• Excerpted data:
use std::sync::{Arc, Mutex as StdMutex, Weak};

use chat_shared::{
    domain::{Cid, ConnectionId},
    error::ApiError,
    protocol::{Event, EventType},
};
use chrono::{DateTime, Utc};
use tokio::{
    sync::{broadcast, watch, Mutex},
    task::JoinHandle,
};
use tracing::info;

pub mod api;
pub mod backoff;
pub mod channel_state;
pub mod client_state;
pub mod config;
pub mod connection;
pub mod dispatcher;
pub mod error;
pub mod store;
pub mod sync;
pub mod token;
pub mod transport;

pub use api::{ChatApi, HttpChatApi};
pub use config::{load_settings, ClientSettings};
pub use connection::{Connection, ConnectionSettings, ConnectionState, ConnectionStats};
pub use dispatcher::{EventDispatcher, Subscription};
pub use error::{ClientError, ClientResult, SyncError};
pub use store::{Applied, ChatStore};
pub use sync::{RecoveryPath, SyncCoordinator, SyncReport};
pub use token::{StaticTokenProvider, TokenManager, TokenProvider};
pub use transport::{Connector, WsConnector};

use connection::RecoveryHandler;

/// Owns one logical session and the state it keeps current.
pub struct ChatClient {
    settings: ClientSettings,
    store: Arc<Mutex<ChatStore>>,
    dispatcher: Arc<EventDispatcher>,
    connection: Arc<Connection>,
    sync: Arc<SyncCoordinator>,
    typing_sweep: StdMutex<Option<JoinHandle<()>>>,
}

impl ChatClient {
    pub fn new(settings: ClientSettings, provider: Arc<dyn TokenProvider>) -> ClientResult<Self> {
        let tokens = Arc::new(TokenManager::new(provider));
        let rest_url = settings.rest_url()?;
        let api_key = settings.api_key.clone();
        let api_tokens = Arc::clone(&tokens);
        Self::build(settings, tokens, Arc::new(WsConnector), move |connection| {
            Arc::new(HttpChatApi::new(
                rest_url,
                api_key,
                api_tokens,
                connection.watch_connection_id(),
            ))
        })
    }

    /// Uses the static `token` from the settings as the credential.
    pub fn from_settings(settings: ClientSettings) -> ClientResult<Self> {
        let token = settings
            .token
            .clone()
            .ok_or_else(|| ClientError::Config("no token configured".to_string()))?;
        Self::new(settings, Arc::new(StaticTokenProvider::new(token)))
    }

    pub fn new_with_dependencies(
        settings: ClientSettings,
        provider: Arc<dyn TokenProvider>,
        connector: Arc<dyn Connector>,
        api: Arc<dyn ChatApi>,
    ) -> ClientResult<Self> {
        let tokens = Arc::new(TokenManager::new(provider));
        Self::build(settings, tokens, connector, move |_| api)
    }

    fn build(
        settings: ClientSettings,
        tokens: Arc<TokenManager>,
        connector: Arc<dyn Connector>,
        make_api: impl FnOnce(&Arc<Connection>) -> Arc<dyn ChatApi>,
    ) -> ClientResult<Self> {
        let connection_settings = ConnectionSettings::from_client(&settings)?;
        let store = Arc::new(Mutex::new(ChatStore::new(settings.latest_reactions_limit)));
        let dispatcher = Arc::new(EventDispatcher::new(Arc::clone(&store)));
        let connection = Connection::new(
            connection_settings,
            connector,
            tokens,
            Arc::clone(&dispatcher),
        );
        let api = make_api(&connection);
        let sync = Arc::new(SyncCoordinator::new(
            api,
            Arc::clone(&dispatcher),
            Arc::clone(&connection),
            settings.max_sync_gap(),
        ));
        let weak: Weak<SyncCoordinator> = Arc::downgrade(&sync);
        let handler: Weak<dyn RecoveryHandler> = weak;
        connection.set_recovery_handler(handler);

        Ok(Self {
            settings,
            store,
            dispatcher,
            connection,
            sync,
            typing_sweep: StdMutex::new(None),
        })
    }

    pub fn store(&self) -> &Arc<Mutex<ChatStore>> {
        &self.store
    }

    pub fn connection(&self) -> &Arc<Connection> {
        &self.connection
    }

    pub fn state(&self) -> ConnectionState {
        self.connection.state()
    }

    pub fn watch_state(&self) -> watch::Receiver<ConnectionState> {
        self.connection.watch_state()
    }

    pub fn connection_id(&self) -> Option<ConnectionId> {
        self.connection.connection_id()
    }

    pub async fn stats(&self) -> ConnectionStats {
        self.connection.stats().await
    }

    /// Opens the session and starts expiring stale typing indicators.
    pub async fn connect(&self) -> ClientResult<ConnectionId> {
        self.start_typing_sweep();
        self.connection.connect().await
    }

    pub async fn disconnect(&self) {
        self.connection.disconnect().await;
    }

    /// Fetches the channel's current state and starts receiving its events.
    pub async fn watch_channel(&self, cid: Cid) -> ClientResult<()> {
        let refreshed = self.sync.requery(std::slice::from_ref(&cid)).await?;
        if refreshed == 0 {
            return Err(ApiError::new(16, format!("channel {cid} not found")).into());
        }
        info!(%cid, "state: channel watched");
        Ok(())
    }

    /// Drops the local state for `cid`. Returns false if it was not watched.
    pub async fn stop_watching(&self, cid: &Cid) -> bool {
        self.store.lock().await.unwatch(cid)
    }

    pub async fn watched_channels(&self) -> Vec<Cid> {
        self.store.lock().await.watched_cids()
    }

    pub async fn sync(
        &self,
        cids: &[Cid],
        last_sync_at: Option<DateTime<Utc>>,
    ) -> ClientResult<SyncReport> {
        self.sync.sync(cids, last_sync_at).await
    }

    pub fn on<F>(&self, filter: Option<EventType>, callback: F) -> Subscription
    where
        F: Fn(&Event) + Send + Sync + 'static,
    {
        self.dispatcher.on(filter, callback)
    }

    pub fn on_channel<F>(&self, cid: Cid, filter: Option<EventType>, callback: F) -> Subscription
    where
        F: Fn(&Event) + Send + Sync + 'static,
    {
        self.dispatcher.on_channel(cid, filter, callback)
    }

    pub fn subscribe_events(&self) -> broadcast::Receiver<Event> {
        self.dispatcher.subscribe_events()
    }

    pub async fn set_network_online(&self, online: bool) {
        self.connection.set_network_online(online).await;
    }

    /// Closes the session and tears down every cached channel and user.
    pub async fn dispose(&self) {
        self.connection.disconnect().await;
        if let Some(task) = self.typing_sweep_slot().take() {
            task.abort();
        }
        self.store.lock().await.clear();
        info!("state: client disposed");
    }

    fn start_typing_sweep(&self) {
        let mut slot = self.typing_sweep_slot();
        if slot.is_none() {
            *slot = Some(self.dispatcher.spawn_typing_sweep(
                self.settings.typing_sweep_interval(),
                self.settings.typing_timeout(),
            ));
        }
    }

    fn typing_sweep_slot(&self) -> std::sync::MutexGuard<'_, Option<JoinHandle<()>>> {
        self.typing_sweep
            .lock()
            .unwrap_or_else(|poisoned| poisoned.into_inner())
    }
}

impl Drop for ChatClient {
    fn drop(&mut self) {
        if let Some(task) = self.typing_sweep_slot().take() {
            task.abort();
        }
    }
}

==

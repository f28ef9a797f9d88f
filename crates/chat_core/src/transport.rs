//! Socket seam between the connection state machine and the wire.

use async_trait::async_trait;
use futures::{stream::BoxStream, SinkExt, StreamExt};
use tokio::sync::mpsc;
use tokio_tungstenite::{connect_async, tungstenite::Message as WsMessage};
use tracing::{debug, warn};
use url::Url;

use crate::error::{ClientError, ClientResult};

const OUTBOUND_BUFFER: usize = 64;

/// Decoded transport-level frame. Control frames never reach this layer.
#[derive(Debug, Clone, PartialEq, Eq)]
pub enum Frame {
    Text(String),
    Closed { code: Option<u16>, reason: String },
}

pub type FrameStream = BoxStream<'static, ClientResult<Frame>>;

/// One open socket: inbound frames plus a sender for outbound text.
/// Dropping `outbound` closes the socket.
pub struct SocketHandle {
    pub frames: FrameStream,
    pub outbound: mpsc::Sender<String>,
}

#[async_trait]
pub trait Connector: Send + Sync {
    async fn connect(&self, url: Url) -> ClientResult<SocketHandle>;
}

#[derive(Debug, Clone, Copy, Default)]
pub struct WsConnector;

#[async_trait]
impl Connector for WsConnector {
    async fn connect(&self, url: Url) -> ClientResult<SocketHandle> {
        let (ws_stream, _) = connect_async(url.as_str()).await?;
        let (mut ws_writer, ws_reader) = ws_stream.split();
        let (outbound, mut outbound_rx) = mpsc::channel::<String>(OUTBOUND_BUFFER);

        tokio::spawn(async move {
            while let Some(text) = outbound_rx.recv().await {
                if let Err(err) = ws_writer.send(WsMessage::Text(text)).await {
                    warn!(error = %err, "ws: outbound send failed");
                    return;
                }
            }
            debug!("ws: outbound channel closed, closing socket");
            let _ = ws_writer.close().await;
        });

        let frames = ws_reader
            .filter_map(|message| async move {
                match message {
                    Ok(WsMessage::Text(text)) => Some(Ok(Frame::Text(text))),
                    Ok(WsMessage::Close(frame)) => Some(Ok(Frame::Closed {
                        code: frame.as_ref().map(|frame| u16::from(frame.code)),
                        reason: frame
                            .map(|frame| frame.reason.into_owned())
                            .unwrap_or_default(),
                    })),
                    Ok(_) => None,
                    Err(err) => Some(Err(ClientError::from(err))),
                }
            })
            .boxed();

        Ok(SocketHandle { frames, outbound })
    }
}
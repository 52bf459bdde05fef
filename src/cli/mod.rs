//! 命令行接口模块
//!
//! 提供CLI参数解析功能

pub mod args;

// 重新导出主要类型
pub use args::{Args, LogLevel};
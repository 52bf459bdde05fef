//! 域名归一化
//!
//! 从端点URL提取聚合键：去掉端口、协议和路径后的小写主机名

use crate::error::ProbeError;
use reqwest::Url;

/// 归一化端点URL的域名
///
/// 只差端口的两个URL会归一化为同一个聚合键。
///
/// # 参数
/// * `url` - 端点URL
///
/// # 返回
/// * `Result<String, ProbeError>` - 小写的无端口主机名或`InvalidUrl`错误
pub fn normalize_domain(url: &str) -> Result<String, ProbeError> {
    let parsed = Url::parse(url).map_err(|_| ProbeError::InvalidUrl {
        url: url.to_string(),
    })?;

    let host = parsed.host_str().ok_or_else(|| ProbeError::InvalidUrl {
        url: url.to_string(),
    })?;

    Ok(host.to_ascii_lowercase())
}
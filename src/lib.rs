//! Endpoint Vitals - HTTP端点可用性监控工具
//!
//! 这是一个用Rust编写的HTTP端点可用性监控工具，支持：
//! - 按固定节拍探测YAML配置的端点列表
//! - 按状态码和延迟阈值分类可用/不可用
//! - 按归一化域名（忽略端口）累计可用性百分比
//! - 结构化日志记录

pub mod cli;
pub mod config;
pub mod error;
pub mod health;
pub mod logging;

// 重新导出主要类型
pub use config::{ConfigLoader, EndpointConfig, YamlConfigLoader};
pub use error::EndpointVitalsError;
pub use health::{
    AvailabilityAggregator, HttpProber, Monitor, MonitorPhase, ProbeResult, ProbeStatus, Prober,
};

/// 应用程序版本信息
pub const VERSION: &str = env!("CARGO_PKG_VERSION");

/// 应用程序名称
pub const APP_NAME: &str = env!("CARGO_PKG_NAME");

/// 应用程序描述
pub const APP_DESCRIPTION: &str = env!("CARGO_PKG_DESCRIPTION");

• What to produce: Reproduce every line from the listing above that holds the word "transport".

• The completed task:
pub mod transport;
pub use transport::{Connector, WsConnector};
filename crates/chat_core/src/transport.rs
/// Decoded transport-level frame. Control frames never reach this layer.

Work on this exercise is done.